=== EXERCISE MATERIAL ===

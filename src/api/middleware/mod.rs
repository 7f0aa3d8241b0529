//! API middleware.

mod auth;

pub use auth::{auth_middleware, CurrentDriver};
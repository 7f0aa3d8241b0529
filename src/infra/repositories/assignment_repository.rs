//! Driver-car assignment repository.
//!
//! The relation has set semantics: at most one row per (car, driver).

use async_trait::async_trait;
use sea_orm::{
    sea_query::OnConflict, ColumnTrait, ConnectionTrait, DatabaseConnection, EntityTrait,
    PaginatorTrait, QueryFilter, Set,
};
use uuid::Uuid;

use super::entities::{car, car_driver, driver};
use crate::infra::unit_of_work::in_transaction;
use common::{AppError, AppResult};
use domain::Assignment;

#[cfg(any(test, feature = "test-utils"))]
use mockall::automock;

#[cfg_attr(any(test, feature = "test-utils"), automock)]
#[async_trait]
pub trait AssignmentRepository: Send + Sync {
    /// Flip membership of the driver in the car's driver set.
    ///
    /// Missing car or driver is `NotFound`.
    async fn toggle(&self, car_id: Uuid, driver_id: Uuid) -> AppResult<Assignment>;

    /// Add the pair; no-op if already present.
    async fn assign(&self, car_id: Uuid, driver_id: Uuid) -> AppResult<()>;

    /// Remove the pair; no-op if absent.
    async fn unassign(&self, car_id: Uuid, driver_id: Uuid) -> AppResult<()>;

    async fn is_assigned(&self, car_id: Uuid, driver_id: Uuid) -> AppResult<bool>;
}

pub struct AssignmentStore {
    db: DatabaseConnection,
}

impl AssignmentStore {
    pub fn new(db: DatabaseConnection) -> Self {
        Self { db }
    }
}

async fn require_pair<C: ConnectionTrait>(conn: &C, car_id: Uuid, driver_id: Uuid) -> AppResult<()> {
    if car::Entity::find_by_id(car_id).one(conn).await?.is_none() {
        return Err(AppError::NotFound);
    }
    if driver::Entity::find_by_id(driver_id).one(conn).await?.is_none() {
        return Err(AppError::NotFound);
    }
    Ok(())
}

/// Insert the pair unless it exists. Returns rows inserted.
async fn insert_pair<C: ConnectionTrait>(conn: &C, car_id: Uuid, driver_id: Uuid) -> AppResult<u64> {
    let inserted = car_driver::Entity::insert(car_driver::ActiveModel {
        car_id: Set(car_id),
        driver_id: Set(driver_id),
    })
    .on_conflict(
        OnConflict::columns([car_driver::Column::CarId, car_driver::Column::DriverId])
            .do_nothing()
            .to_owned(),
    )
    .exec_without_returning(conn)
    .await?;
    Ok(inserted)
}

/// Delete the pair. Returns rows removed.
async fn delete_pair<C: ConnectionTrait>(conn: &C, car_id: Uuid, driver_id: Uuid) -> AppResult<u64> {
    let result = car_driver::Entity::delete_many()
        .filter(car_driver::Column::CarId.eq(car_id))
        .filter(car_driver::Column::DriverId.eq(driver_id))
        .exec(conn)
        .await?;
    Ok(result.rows_affected)
}

/// Replace the car's driver set. Unknown driver ids are a validation error.
pub(crate) async fn replace_drivers<C: ConnectionTrait>(
    conn: &C,
    car_id: Uuid,
    mut driver_ids: Vec<Uuid>,
) -> AppResult<()> {
    driver_ids.sort_unstable();
    driver_ids.dedup();

    if !driver_ids.is_empty() {
        let known = driver::Entity::find()
            .filter(driver::Column::Id.is_in(driver_ids.clone()))
            .count(conn)
            .await?;
        if known != driver_ids.len() as u64 {
            return Err(AppError::validation("driver_ids contains an unknown driver"));
        }
    }

    car_driver::Entity::delete_many()
        .filter(car_driver::Column::CarId.eq(car_id))
        .exec(conn)
        .await?;

    if !driver_ids.is_empty() {
        car_driver::Entity::insert_many(driver_ids.into_iter().map(|driver_id| {
            car_driver::ActiveModel {
                car_id: Set(car_id),
                driver_id: Set(driver_id),
            }
        }))
        .exec_without_returning(conn)
        .await?;
    }

    Ok(())
}

#[async_trait]
impl AssignmentRepository for AssignmentStore {
    async fn toggle(&self, car_id: Uuid, driver_id: Uuid) -> AppResult<Assignment> {
        in_transaction(&self.db, |txn| {
            Box::pin(async move {
                require_pair(txn, car_id, driver_id).await?;

                if delete_pair(txn, car_id, driver_id).await? > 0 {
                    return Ok(Assignment::Unassigned);
                }
                insert_pair(txn, car_id, driver_id).await?;
                Ok(Assignment::Assigned)
            })
        })
        .await
    }

    async fn assign(&self, car_id: Uuid, driver_id: Uuid) -> AppResult<()> {
        in_transaction(&self.db, |txn| {
            Box::pin(async move {
                require_pair(txn, car_id, driver_id).await?;
                insert_pair(txn, car_id, driver_id).await?;
                Ok(())
            })
        })
        .await
    }

    async fn unassign(&self, car_id: Uuid, driver_id: Uuid) -> AppResult<()> {
        delete_pair(&self.db, car_id, driver_id).await?;
        Ok(())
    }

    async fn is_assigned(&self, car_id: Uuid, driver_id: Uuid) -> AppResult<bool> {
        let row = car_driver::Entity::find_by_id((car_id, driver_id))
            .one(&self.db)
            .await?;
        Ok(row.is_some())
    }
}
//! JWT authentication middleware.

use axum::{
    extract::{Request, State},
    http::header::AUTHORIZATION,
    middleware::Next,
    response::Response,
};
use uuid::Uuid;

use common::AppError;
use domain::BEARER_TOKEN_PREFIX;

use crate::api::AppState;

/// Authenticated driver extracted from the JWT
#[derive(Clone, Debug)]
pub struct CurrentDriver {
    pub id: Uuid,
    pub username: String,
}

impl CurrentDriver {
    /// Session key for this driver's per-session state.
    pub fn session_key(&self) -> String {
        self.id.to_string()
    }
}

/// JWT authentication middleware.
///
/// Extracts and validates the JWT token from the Authorization header,
/// then injects the [`CurrentDriver`] into the request extensions.
pub async fn auth_middleware(
    State(state): State<AppState>,
    mut request: Request,
    next: Next,
) -> Result<Response, AppError> {
    let auth_header = request
        .headers()
        .get(AUTHORIZATION)
        .and_then(|h| h.to_str().ok())
        .ok_or(AppError::Unauthorized)?;

    let token = auth_header
        .strip_prefix(BEARER_TOKEN_PREFIX)
        .ok_or(AppError::Unauthorized)?;

    let claims = state
        .auth_service
        .verify_token(token)
        .map_err(|_| AppError::Unauthorized)?;

    request.extensions_mut().insert(CurrentDriver {
        id: claims.sub,
        username: claims.username,
    });

    Ok(next.run(request).await)
}
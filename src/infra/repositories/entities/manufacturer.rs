//! Manufacturer database entity.

use sea_orm::entity::prelude::*;

use domain::Manufacturer;

#[derive(Clone, Debug, PartialEq, Eq, DeriveEntityModel)]
#[sea_orm(table_name = "manufacturers")]
pub struct Model {
    #[sea_orm(primary_key, auto_increment = false)]
    pub id: Uuid,
    #[sea_orm(unique)]
    pub name: String,
    pub country: String,
    pub created_at: DateTimeUtc,
    pub updated_at: DateTimeUtc,
}

#[derive(Copy, Clone, Debug, EnumIter, DeriveRelation)]
pub enum Relation {
    #[sea_orm(has_many = "super::car::Entity")]
    Car,
}

impl Related<super::car::Entity> for Entity {
    fn to() -> RelationDef {
        Relation::Car.def()
    }
}

impl ActiveModelBehavior for ActiveModel {}

impl From<Model> for Manufacturer {
    fn from(model: Model) -> Self {
        Manufacturer {
            id: model.id,
            name: model.name,
            country: model.country,
            created_at: model.created_at,
            updated_at: model.updated_at,
        }
    }
}
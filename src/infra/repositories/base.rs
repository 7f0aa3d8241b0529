//! Query helpers shared by the repositories.

use sea_orm::{
    sea_query::{extension::postgres::PgExpr, Expr, Func, LikeExpr, SimpleExpr},
    ColumnTrait, ConnectionTrait, Condition, DbBackend, PaginatorTrait, SelectorTrait,
};

use common::AppResult;
use domain::SearchFilter;

use crate::types::{Paginated, PaginationParams};

/// Case-insensitive "contains" predicate, or `None` when the filter is inactive.
///
/// Postgres gets `column ILIKE '%q%'`. Elsewhere `LOWER` folds ASCII only, so
/// the pattern is folded the same way: `LOWER(column) LIKE '%q%'`.
pub(crate) fn contains<C: ColumnTrait>(
    backend: DbBackend,
    column: C,
    filter: &SearchFilter,
) -> Option<SimpleExpr> {
    let pattern = filter.like_pattern()?;
    let column_ref = Expr::col((column.entity_name(), column));

    Some(match backend {
        DbBackend::Postgres => column_ref.ilike(LikeExpr::new(pattern).escape('\\')),
        _ => Expr::expr(Func::lower(column_ref))
            .like(LikeExpr::new(pattern.to_ascii_lowercase()).escape('\\')),
    })
}

/// AND together every active filter. An empty condition matches all rows.
pub(crate) fn all_of<I>(exprs: I) -> Condition
where
    I: IntoIterator<Item = Option<SimpleExpr>>,
{
    exprs
        .into_iter()
        .flatten()
        .fold(Condition::all(), |cond, expr| cond.add(expr))
}

/// OR together the active filters, `None` if none are active.
pub(crate) fn any_of<I>(exprs: I) -> Option<Condition>
where
    I: IntoIterator<Item = Option<SimpleExpr>>,
{
    let exprs: Vec<SimpleExpr> = exprs.into_iter().flatten().collect();
    if exprs.is_empty() {
        return None;
    }
    Some(
        exprs
            .into_iter()
            .fold(Condition::any(), |cond, expr| cond.add(expr)),
    )
}

/// Fetch one page of `select` plus the total row count.
///
/// Pages past the end, including ones whose offset SQL cannot express, come
/// back empty without querying rows.
pub(crate) async fn fetch_page<'db, C, S>(
    select: S,
    db: &'db C,
    params: PaginationParams,
) -> AppResult<Paginated<<S::Selector as SelectorTrait>::Item>>
where
    C: ConnectionTrait,
    S: PaginatorTrait<'db, C>,
{
    let paginator = select.paginate(db, params.limit());
    let total = paginator.num_items().await?;

    let items = match params.offset() {
        Some(offset) if offset < total => paginator.fetch_page(params.page() - 1).await?,
        _ => Vec::new(),
    };
    Ok(Paginated::new(items, params, total))
}
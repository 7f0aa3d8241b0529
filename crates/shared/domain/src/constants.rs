//! Domain-level constants.
//!
//! These constants define business rules and validation requirements.

// =============================================================================
// Validation
// =============================================================================

/// Minimum password length requirement
pub const MIN_PASSWORD_LENGTH: usize = 8;

/// Total length of a driver license number
pub const LICENSE_NUMBER_LENGTH: usize = 8;

/// Number of leading uppercase letters in a license number
pub const LICENSE_PREFIX_LETTERS: usize = 3;

// =============================================================================
// Authentication
// =============================================================================

/// Default JWT token expiration in hours
pub const DEFAULT_JWT_EXPIRATION_HOURS: i64 = 24;

/// Longest accepted JWT lifetime in hours (one year)
pub const MAX_JWT_EXPIRATION_HOURS: i64 = 24 * 365;

/// Minimum JWT secret length (security requirement)
pub const MIN_JWT_SECRET_LENGTH: usize = 32;

/// Seconds per hour (for token expiration calculation)
pub const SECONDS_PER_HOUR: i64 = 3600;

/// Authorization header prefix for Bearer tokens
pub const BEARER_TOKEN_PREFIX: &str = "Bearer ";

/// JWT token type identifier
pub const TOKEN_TYPE_BEARER: &str = "Bearer";
//! Home page and health check.

use axum::{extract::State, http::StatusCode, response::Json, Extension};
use serde::Serialize;

use common::AppResult;

use crate::api::middleware::CurrentDriver;
use crate::api::AppState;
use crate::services::IndexStats;

/// Fleet totals and the caller's visit counter
#[utoipa::path(
    get,
    path = "/",
    tag = "Index",
    security(("bearer_auth" = [])),
    responses(
        (status = 200, description = "Fleet statistics", body = IndexStats),
        (status = 401, description = "Unauthorized")
    )
)]
pub async fn index(
    State(state): State<AppState>,
    Extension(caller): Extension<CurrentDriver>,
) -> AppResult<Json<IndexStats>> {
    let session = state.sessions.record_visit(&caller.session_key()).await?;
    let stats = state.index_service.index(session).await?;

    Ok(Json(stats))
}

#[derive(Serialize)]
pub struct HealthResponse {
    status: &'static str,
    database: &'static str,
}

/// Liveness plus database connectivity
pub async fn health(State(state): State<AppState>) -> (StatusCode, Json<HealthResponse>) {
    match state.database.ping().await {
        Ok(()) => (
            StatusCode::OK,
            Json(HealthResponse {
                status: "healthy",
                database: "healthy",
            }),
        ),
        Err(e) => {
            tracing::warn!("Database health check failed: {}", e);
            (
                StatusCode::SERVICE_UNAVAILABLE,
                Json(HealthResponse {
                    status: "degraded",
                    database: "unhealthy",
                }),
            )
        }
    }
}
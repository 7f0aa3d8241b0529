//! Taxi Service - fleet registry for a taxi company.
//!
//! Manufacturers, cars and drivers, the many-to-many assignment of drivers
//! to cars, and case-insensitive search over all three.
//!
//! # Architecture Layers
//!
//! - **cli**: Command-line interface
//! - **commands**: CLI command implementations
//! - **config**: Application configuration and constants
//! - **services**: Use cases, including the generic [`services::Resource`]
//! - **infra**: Database, migrations, repositories and session storage
//! - **api**: HTTP handlers, middleware, and routes
//! - **types**: Shared types (pagination, responses)
//!
//! Entities and value objects live in the `domain` crate, the HTTP error
//! type in `common`.
//!
//! # CLI Usage
//!
//! ```bash
//! # Start the server
//! cargo run -- serve
//!
//! # Run migrations
//! cargo run -- migrate up
//! ```

pub mod api;
pub mod cli;
pub mod commands;
pub mod config;
pub mod infra;
pub mod services;
pub mod types;

// Re-export commonly used types at crate root
pub use api::AppState;
pub use common::{AppError, AppResult};
pub use config::Config;
pub use infra::{Cache, Database};
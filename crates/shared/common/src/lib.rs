//! Shared error handling for the taxi fleet registry.
//!
//! Maps domain and infrastructure failures to HTTP responses.

pub mod error;

pub use error::{AppError, AppResult, OptionExt};
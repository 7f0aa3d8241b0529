//! Generic CRUD handlers shared by every [`Resource`].

use std::sync::Arc;

use axum::{
    extract::{FromRef, Path, Query, State},
    response::Json,
    routing::get,
    Extension, Router,
};
use uuid::Uuid;

use common::AppResult;

use crate::api::extractors::ValidatedJson;
use crate::api::middleware::CurrentDriver;
use crate::api::AppState;
use crate::services::{Action, Resource};
use crate::types::{Created, NoContent, Paginated, PaginationParams};

/// `GET /` and `POST /` on the collection, `GET`/`PUT`/`DELETE` on `/:id`.
pub fn resource_routes<R>() -> Router<AppState>
where
    R: Resource,
    Arc<R>: FromRef<AppState>,
{
    Router::new()
        .route("/", get(list::<R>).post(create::<R>))
        .route("/:id", get(show::<R>).put(update::<R>).delete(destroy::<R>))
}

/// Paginated, filtered listing.
pub async fn list<R: Resource>(
    State(resource): State<Arc<R>>,
    Query(search): Query<R::Search>,
    Query(page): Query<PaginationParams>,
) -> AppResult<Json<Paginated<R::Summary>>> {
    let page = resource.list(search, page).await?;
    Ok(Json(page))
}

pub async fn show<R: Resource>(
    State(resource): State<Arc<R>>,
    Path(id): Path<Uuid>,
) -> AppResult<Json<R::Detail>> {
    Ok(Json(resource.get(id).await?))
}

pub async fn create<R: Resource>(
    State(resource): State<Arc<R>>,
    ValidatedJson(payload): ValidatedJson<R::Create>,
) -> AppResult<Created<R::Detail>> {
    let created = resource.create(payload).await?;
    Ok(Created(created))
}

pub async fn update<R: Resource>(
    State(resource): State<Arc<R>>,
    Extension(caller): Extension<CurrentDriver>,
    Path(id): Path<Uuid>,
    ValidatedJson(payload): ValidatedJson<R::Update>,
) -> AppResult<Json<R::Detail>> {
    resource.authorize(caller.id, id, Action::Update)?;
    Ok(Json(resource.update(id, payload).await?))
}

pub async fn destroy<R: Resource>(
    State(resource): State<Arc<R>>,
    Extension(caller): Extension<CurrentDriver>,
    Path(id): Path<Uuid>,
) -> AppResult<NoContent> {
    resource.authorize(caller.id, id, Action::Delete)?;
    resource.delete(id).await?;
    tracing::debug!(resource = R::NAME, %id, by = %caller.id, "Deleted");
    Ok(NoContent)
}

===

### HOW TO COMPLETE THIS TASK
Write out, word for word, every line from the one containing "resource.authorize(caller.id, id, Action::Delete)?;" through the last line of the records above.

### YOUR SOLUTION
    resource.authorize(caller.id, id, Action::Delete)?;
    resource.delete(id).await?;
    tracing::debug!(resource = R::NAME, %id, by = %caller.id, "Deleted");
    Ok(NoContent)
}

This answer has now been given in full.